Determine how many lines in the entries below contain "temperatures", and output only that number.

• **THE DATA**:
Segment Open

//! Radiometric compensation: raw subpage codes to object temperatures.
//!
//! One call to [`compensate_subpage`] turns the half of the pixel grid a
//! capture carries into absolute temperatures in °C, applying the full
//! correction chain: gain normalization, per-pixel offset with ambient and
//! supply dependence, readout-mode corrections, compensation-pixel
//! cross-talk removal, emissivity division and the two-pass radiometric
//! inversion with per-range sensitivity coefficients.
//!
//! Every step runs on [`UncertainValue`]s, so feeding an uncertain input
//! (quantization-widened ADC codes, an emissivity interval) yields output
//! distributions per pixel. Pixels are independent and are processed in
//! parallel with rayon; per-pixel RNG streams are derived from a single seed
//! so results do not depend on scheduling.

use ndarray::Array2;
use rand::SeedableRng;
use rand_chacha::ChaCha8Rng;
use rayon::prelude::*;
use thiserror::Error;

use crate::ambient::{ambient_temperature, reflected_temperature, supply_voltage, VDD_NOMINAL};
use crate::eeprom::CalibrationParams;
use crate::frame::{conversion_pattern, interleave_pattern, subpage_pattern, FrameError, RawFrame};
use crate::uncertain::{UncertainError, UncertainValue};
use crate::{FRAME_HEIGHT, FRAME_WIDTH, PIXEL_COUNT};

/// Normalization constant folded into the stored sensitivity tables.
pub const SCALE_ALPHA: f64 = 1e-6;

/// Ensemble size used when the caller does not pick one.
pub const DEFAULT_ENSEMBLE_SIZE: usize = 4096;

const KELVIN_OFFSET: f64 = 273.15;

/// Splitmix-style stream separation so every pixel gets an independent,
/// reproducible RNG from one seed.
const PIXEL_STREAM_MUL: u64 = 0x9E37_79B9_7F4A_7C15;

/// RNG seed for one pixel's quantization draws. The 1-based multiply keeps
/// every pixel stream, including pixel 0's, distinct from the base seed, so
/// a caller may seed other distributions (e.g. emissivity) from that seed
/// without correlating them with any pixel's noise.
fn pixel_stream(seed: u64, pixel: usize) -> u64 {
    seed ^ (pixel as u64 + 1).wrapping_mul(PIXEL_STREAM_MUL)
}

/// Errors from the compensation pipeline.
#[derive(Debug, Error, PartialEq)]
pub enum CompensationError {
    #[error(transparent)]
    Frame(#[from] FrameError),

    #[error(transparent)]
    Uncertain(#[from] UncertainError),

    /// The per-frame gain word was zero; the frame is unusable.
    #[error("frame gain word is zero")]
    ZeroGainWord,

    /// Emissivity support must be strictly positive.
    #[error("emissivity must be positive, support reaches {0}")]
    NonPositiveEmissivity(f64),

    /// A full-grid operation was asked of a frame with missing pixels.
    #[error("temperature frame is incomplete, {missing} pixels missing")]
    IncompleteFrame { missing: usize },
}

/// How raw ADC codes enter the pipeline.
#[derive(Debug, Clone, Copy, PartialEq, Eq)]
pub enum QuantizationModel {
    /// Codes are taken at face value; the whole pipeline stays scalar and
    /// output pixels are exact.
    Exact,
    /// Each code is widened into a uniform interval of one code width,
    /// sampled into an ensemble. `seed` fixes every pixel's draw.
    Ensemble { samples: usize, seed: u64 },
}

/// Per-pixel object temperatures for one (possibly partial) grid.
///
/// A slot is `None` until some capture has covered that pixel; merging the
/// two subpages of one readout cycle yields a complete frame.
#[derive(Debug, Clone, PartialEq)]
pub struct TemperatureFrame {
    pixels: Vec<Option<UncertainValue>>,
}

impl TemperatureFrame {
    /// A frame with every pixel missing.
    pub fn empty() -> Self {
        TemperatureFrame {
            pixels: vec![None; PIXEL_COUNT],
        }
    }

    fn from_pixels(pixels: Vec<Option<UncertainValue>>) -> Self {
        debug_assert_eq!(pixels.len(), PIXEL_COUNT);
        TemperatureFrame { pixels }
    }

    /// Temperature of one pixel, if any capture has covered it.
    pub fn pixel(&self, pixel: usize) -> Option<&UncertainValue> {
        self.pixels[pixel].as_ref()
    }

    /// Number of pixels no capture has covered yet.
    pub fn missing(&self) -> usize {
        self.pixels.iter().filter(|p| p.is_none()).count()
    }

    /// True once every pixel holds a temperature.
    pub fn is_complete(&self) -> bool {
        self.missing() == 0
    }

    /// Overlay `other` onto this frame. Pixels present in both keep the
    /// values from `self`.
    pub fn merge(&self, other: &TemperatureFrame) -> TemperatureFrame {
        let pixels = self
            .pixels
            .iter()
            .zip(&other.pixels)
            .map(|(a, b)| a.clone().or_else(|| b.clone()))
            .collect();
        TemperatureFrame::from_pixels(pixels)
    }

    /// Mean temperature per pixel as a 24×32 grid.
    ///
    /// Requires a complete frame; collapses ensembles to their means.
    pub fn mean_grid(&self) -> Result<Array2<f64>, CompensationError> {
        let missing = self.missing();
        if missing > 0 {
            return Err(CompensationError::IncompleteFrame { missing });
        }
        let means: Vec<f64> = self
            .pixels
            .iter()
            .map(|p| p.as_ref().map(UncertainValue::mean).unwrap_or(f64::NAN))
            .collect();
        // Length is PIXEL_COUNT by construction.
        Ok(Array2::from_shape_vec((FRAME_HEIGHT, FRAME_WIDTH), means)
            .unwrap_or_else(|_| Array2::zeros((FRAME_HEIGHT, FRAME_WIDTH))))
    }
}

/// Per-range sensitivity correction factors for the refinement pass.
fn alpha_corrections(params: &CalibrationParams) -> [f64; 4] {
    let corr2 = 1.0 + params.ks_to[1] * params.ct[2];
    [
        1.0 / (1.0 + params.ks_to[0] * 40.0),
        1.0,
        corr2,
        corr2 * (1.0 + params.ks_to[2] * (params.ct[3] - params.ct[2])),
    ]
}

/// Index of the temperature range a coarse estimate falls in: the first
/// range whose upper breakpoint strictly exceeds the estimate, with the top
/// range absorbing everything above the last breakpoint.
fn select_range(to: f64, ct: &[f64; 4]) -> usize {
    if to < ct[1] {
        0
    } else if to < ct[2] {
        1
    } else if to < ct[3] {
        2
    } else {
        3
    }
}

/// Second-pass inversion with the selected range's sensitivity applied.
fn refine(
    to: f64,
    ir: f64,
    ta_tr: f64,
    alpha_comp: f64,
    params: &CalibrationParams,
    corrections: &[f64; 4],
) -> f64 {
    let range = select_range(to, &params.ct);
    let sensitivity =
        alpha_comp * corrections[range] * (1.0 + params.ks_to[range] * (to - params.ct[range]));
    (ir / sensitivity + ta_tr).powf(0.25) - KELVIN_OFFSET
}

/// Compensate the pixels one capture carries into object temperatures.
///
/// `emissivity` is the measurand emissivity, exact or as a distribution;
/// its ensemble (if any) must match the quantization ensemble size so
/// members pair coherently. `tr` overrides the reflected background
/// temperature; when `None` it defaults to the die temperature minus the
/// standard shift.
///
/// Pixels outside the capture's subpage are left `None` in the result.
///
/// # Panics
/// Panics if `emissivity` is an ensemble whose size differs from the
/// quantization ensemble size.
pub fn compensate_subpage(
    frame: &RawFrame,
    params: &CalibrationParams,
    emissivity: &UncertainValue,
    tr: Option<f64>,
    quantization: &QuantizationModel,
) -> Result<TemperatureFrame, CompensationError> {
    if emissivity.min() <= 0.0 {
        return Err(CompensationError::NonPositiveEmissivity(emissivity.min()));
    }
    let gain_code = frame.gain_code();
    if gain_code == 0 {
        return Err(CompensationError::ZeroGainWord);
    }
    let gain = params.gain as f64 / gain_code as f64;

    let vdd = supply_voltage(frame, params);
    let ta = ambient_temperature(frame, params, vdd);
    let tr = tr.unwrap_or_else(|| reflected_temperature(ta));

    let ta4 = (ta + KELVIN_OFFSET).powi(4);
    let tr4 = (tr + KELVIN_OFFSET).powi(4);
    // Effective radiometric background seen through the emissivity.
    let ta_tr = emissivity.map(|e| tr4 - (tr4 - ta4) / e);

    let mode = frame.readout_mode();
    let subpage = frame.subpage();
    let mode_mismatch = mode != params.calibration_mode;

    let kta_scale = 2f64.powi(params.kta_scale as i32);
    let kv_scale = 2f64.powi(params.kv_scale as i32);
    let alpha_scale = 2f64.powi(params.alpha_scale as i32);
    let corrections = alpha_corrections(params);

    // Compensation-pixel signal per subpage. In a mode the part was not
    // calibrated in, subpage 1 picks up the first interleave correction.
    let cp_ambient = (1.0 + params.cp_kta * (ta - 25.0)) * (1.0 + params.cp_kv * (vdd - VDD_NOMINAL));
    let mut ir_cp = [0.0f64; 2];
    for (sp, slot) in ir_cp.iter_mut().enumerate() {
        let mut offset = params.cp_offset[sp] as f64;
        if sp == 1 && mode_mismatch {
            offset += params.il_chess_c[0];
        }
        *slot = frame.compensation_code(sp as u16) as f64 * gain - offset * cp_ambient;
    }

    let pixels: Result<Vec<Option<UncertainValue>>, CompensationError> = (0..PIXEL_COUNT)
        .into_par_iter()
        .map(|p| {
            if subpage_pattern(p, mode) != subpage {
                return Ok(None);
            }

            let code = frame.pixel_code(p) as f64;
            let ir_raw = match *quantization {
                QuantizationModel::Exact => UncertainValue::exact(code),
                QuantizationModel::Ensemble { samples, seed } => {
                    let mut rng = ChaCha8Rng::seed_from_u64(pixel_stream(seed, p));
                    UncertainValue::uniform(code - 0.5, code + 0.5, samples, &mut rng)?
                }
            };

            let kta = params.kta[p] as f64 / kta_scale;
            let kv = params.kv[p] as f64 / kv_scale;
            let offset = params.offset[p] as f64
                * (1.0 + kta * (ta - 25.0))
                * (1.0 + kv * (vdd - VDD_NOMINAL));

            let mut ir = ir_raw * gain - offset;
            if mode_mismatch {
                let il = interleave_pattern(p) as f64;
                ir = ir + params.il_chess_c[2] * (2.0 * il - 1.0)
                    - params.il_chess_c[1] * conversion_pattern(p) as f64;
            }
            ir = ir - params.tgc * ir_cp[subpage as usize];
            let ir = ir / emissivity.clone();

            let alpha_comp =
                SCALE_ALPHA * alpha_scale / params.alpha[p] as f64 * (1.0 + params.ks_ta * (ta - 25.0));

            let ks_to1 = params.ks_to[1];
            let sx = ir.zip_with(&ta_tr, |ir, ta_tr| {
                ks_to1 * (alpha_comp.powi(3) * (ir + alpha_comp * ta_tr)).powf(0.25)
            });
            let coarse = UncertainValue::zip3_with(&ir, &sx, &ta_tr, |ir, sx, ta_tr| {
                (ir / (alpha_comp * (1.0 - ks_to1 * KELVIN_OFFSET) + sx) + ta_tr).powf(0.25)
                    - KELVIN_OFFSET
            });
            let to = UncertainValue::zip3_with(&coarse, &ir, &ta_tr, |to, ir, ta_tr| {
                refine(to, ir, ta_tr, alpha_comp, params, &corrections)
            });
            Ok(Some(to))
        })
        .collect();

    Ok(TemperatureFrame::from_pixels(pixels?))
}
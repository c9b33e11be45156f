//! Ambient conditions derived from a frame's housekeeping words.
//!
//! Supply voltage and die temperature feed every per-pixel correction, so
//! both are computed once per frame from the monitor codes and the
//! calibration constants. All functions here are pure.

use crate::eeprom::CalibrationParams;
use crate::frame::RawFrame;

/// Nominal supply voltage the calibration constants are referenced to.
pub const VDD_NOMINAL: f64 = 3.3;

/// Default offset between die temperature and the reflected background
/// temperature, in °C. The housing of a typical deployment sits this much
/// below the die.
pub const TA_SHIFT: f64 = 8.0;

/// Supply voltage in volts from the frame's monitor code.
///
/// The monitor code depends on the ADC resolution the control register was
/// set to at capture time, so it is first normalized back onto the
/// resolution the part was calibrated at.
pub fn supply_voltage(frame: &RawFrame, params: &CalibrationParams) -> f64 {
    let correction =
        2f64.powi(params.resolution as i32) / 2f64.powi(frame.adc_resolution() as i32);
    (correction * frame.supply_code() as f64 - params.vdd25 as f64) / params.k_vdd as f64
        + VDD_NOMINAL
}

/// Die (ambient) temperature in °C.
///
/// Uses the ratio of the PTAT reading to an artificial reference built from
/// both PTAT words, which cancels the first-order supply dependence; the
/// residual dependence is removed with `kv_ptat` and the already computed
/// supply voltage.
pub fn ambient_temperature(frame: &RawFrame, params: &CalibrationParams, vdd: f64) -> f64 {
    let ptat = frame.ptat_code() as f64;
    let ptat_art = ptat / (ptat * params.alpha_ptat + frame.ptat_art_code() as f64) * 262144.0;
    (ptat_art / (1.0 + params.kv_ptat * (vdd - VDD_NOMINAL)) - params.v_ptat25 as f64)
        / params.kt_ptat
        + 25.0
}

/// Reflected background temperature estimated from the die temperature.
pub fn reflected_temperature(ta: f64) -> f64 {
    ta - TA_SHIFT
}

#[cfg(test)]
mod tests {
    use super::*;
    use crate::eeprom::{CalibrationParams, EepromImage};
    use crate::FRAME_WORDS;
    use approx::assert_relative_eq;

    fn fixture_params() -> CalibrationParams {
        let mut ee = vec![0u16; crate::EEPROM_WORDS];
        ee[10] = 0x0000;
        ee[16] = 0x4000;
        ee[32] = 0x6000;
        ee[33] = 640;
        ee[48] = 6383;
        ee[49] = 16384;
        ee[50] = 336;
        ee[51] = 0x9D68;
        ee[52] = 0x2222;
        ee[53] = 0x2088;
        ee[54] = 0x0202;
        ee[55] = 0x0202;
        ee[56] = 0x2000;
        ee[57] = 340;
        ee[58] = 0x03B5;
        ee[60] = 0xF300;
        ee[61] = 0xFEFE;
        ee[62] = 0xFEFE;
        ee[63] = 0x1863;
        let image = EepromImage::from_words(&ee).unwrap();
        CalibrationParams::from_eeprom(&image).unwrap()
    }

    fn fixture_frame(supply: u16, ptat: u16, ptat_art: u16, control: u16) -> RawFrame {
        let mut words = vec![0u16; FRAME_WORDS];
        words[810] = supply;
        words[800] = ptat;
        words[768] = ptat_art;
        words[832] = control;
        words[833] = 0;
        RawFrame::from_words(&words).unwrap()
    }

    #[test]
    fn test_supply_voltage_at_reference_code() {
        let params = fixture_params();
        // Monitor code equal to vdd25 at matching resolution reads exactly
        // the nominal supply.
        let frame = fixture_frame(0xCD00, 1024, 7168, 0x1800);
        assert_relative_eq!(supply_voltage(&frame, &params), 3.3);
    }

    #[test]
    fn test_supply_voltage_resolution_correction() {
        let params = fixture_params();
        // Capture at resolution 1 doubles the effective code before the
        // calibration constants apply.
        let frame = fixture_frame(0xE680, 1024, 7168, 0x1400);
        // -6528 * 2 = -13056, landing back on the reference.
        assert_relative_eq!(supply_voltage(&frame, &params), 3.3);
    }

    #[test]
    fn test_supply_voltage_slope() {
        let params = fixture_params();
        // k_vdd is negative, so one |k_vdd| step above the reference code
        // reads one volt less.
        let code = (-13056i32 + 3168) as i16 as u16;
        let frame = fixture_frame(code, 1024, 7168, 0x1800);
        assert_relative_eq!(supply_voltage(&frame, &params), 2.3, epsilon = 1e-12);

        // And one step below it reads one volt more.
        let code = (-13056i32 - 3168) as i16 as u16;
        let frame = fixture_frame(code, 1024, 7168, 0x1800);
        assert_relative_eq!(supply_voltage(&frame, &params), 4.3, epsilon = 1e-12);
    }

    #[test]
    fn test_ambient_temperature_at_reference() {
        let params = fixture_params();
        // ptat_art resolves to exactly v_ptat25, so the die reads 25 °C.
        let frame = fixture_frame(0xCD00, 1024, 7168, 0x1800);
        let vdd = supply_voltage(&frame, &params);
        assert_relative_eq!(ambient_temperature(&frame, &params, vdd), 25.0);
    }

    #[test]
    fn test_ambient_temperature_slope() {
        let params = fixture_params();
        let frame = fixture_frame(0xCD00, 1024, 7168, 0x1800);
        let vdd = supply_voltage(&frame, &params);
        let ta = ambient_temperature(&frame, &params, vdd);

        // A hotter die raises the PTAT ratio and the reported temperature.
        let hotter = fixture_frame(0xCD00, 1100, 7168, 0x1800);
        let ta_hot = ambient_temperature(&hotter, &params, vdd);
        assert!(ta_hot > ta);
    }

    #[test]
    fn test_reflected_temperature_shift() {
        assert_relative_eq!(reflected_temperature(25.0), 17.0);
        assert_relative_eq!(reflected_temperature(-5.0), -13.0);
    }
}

Segment Closed

• **RESULT OF THE TASK**: 4